T H E F U T U R E O F M U S I C

In our (2005) book we wrote about the “Universal Mobile Device”

June 1, 2015. Our Universal Mobile Devices (UMD) are “always-on” at 8 MB/second, and we have anytime-anywhere access to music, films, games, books, news, streaming video, online banking, stock market transactions, instant messaging, e-mail, and chats. It’s a global telephone, a digital communication and data transfer device, a Global Positioning Device (GPS), a personal digital assistant, a music/images/film storage device, a recorder, a personal computer, a gaming platform . . . and much more that we haven’t even gotten around to trying yet. Still, it is only a little bit larger than a cigarette pack, its processor is one hundred times as fast as the good old Intel Centrino chip, and with over 5 terabytes of data storage, there is plenty of room for anything we want. Our UMD can project a fairly large and sharp image onto any white surface, it can set up instant secure wireless connections to other computers, beamers, monitors, screens, and printers, and it can connect to other UMDs to exchange data and files, instantly and securely.

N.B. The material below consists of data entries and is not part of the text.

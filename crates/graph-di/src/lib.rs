//! A dependency injection container built around a validated resolution graph.
//!
//! Bindings are collected in a [`Registry`], which is sealed when an [`Injector`] is
//! created. Every resolution first builds (or reuses) a [`Plan`]: the dependency
//! closure of the requested keys in construction order, rejecting cycles and missing
//! bindings with the full key chain. The plan is then executed left to right, with
//! singleton instances cached per key and created at most once.
//!
//! [`Key::all`] selects every binding of a type, and an injector built with
//! [`Injector::with_parent`] resolves the keys it does not bind through its parent.
//!
//! ```
//! use graph_di::{Binding, Injector, Key, Ref};
//!
//! struct Config {
//!     port: u16,
//! }
//!
//! struct Server {
//!     config: Ref<Config>,
//! }
//!
//! let injector = Injector::build(|registry| {
//!     registry
//!         .register(Key::of::<Ref<Config>>(), Binding::instance(Ref::new(Config { port: 8080 })))?
//!         .register(
//!             Key::of::<Ref<Server>>(),
//!             Binding::factory([Key::of::<Ref<Config>>()], |deps| {
//!                 Ok(Ref::new(Server { config: deps.next()? }))
//!             }),
//!         )?;
//!     Ok(())
//! })
//! .unwrap();
//!
//! let server: Ref<Server> = injector.resolve().unwrap();
//! assert_eq!(server.config.port, 8080);
//! ```

mod binding;
pub use binding::{Binding, ParseScopeError, Scope};
mod context;
mod error;
pub use error::Error;
mod graph;
pub use graph::{GraphBuilder, Plan};
mod helpers;
pub use helpers::{Chain, Instance};
mod injector;
pub use injector::{Deferred, Injector};
mod key;
pub use key::Key;
mod provider;
pub use provider::{Dependencies, FnProvider, ProvideResult, Provider, Resolvable, StaticProvider};
mod registry;
pub use registry::{Module, Registry};
mod scope;
pub use scope::ScopeManager;

pub type Ref<T> = std::sync::Arc<T>;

The UMD “off-road” version is so durable that you can drive a truck over it, or leave it out in the rain for a few days. Ten days of battery power lets us forget about hunting for electric outlets everywhere we go. In short, our UMDs are irresistible, and sometimes we even struggle with ourselves to put them away.

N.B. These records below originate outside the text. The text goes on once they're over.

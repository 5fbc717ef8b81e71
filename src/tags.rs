/*
** This file is a part of HtmlGen (markup tree builder)
** Copyright (C) 2000-2025 Gurer Ozen
**
** HtmlGen is free software: you can redistribute it and/or modify it
** under the terms of the GNU Lesser General Public License as
** published by the Free Software Foundation, either version 3 of
** the License, or (at your option) any later version.
*/

/// HTML elements which can never have content, sorted for binary search.
pub const VOID_ELEMENTS: &[&str] = &[
    "area", "base", "br", "col", "embed", "hr", "img", "input", "keygen", "link", "meta", "param",
    "source", "track", "wbr",
];

/// Returns true if the tag is a void element in HTML.
///
/// The comparison ignores ASCII case since HTML tag names do.
pub fn is_void_tag(tag: &str) -> bool {
    let tag = tag.trim();
    VOID_ELEMENTS
        .binary_search_by(|probe| {
            probe
                .bytes()
                .cmp(tag.bytes().map(|b| b.to_ascii_lowercase()))
        })
        .is_ok()
}

#[cfg(test)]
mod tests {
    use super::*;

    #[test]
    fn table_is_sorted() {
        assert!(VOID_ELEMENTS.windows(2).all(|w| w[0] < w[1]));
    }

    #[test]
    fn void_lookup() {
        assert!(is_void_tag("br"));
        assert!(is_void_tag("BR"));
        assert!(is_void_tag("img"));
        assert!(is_void_tag("wbr"));
        assert!(is_void_tag("area"));
        assert!(!is_void_tag("div"));
        assert!(!is_void_tag("b"));
        assert!(!is_void_tag(""));
        assert!(!is_void_tag("brr"));
    }
}
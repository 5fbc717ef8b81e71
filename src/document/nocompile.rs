/*
** This file is a part of HtmlGen (markup tree builder)
** Copyright (C) 2000-2025 Gurer Ozen
**
** HtmlGen is free software: you can redistribute it and/or modify it
** under the terms of the GNU Lesser General Public License as
** published by the Free Software Foundation, either version 3 of
** the License, or (at your option) any later version.
*/

/// # Must not compile tests
///
/// Returned Element cannot outlive the Document:
/// ```compile_fail
/// # fn main() -> Result<(), Box<dyn std::error::Error>> {
/// use htmlgen::Document;
/// use htmlgen::Element;
/// let e: Element;
/// {
///     let doc = Document::new();
///     e = doc.element("div")?;
/// }
/// println!("{}", e);
/// # Ok(())
/// # }
/// ```
///
/// Copied handles cannot outlive the Document either:
/// ```compile_fail
/// # fn main() -> Result<(), Box<dyn std::error::Error>> {
/// use htmlgen::Document;
/// use htmlgen::Attribute;
/// let a2: Attribute;
/// {
///     let doc = Document::new();
///     let a1 = doc.attribute_with_value("id", "x")?;
///     a2 = a1;
/// }
/// println!("{}", a2);
/// # Ok(())
/// # }
/// ```
///
/// Iterated children cannot outlive the Document:
/// ```compile_fail
/// # fn main() -> Result<(), Box<dyn std::error::Error>> {
/// use htmlgen::Document;
/// use htmlgen::Element;
/// let child: Option<Element>;
/// {
///     let doc = Document::new();
///     let ul = doc.element_with("ul", [doc.element("li")?])?;
///     child = ul.elements().next();
/// }
/// println!("{:?}", child);
/// # Ok(())
/// # }
/// ```
///
/// Documents cannot be shared between threads:
/// ```compile_fail
/// use htmlgen::Document;
/// fn shared<T: Sync>(_: &T) {}
/// let doc = Document::new();
/// shared(&doc);
/// ```
///
#[cfg(doctest)]
struct MustNotCompileTests;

And how much do we pay to get this device and the wireless service? Less than what a year of dial-up Internet service used to cost only ten years ago. Speaking of those days, we are so relieved to have lost all the cables, the multiple billing procedures, the restrictions on usage, the endless calls to customer service to figure out how to make it work, the non-compatibility, and all of the other burdens. Now, the pricing—and what you get for your money—is so compelling that everyone considers it a part of their basic expenses, like the phone bill, cable television, or car registrations.

Today, the basic content service comes packaged with the monthly service fee, and a content levy is imposed on the device itself. It took ten years for the device makers, software providers, and entertainment companies to agree on a voluntary compulsory licensing scheme, but now the content providers make much more money than they did before UMDs were around. In addition, their marketing costs have shrunk to one tenth of what they used to be, their delivery costs keep falling, administration and accounting is handled by smart automated software agents, and their legal budgets have been reduced to a fraction of what they used to be because there is nothing left to sue for. Finding cool new stuff rules the day. Get our attention, and let us make a connection.

Music companies, book publishers, game companies, and filmmakers are eager for us to check out their stuff, watch their films, play their games, or try their software. The more of their content we use, the more they get paid, pro rata. We still pay the same flat fee, unless we select some premium content—which we do all too often, we have to admit. It may cost only a dollar to “sit-in” on the latest recording sessions with your favorite artist, to order a copy of an issue of Twilight Zone that is not on the UMD Network, or to watch a special backstage Webcast of the Grammy awards. Our UMDs make media and entertainment content so irresistible that our cash just keeps flowing out on the network—a “dream come true” for any content provider that can get our attention.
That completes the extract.